(Recorded data)
# # # #

//! `ProfileRepository` over the in-memory tables.

use std::collections::HashMap;

use async_trait::async_trait;

use crate::domain::foundation::{DomainError, UserId};
use crate::domain::user::UserProfile;
use crate::ports::ProfileRepository;

use super::MemoryBackend;

#[async_trait]
impl ProfileRepository for MemoryBackend {
    async fn find_by_user(&self, user_id: &UserId) -> Result<Option<UserProfile>, DomainError> {
        Ok(self.tables.read().await.profiles.get(user_id).cloned())
    }

    async fn create(&self, profile: &UserProfile) -> Result<(), DomainError> {
        let mut tables = self.tables.write().await;
        if tables.profiles.contains_key(&profile.user_id) {
            return Err(DomainError::backend("profile already exists")
                .with_detail("user_id", profile.user_id.to_string()));
        }
        tables.profiles.insert(profile.user_id.clone(), profile.clone());
        Ok(())
    }

    async fn display_names(
        &self,
        user_ids: &[UserId],
    ) -> Result<HashMap<UserId, String>, DomainError> {
        let tables = self.tables.read().await;
        Ok(user_ids
            .iter()
            .filter_map(|id| {
                tables
                    .profiles
                    .get(id)
                    .map(|p| (id.clone(), p.full_name.clone()))
            })
            .collect())
    }
}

# # # #

(Task details)
Reproduce, word for word, all of the entries above.

(Output of the task)
//! `ProfileRepository` over the in-memory tables.

use std::collections::HashMap;

use async_trait::async_trait;

use crate::domain::foundation::{DomainError, UserId};
use crate::domain::user::UserProfile;
use crate::ports::ProfileRepository;

use super::MemoryBackend;

#[async_trait]
impl ProfileRepository for MemoryBackend {
    async fn find_by_user(&self, user_id: &UserId) -> Result<Option<UserProfile>, DomainError> {
        Ok(self.tables.read().await.profiles.get(user_id).cloned())
    }

    async fn create(&self, profile: &UserProfile) -> Result<(), DomainError> {
        let mut tables = self.tables.write().await;
        if tables.profiles.contains_key(&profile.user_id) {
            return Err(DomainError::backend("profile already exists")
                .with_detail("user_id", profile.user_id.to_string()));
        }
        tables.profiles.insert(profile.user_id.clone(), profile.clone());
        Ok(())
    }

    async fn display_names(
        &self,
        user_ids: &[UserId],
    ) -> Result<HashMap<UserId, String>, DomainError> {
        let tables = self.tables.read().await;
        Ok(user_ids
            .iter()
            .filter_map(|id| {
                tables
                    .profiles
                    .get(id)
                    .map(|p| (id.clone(), p.full_name.clone()))
            })
            .collect())
    }
}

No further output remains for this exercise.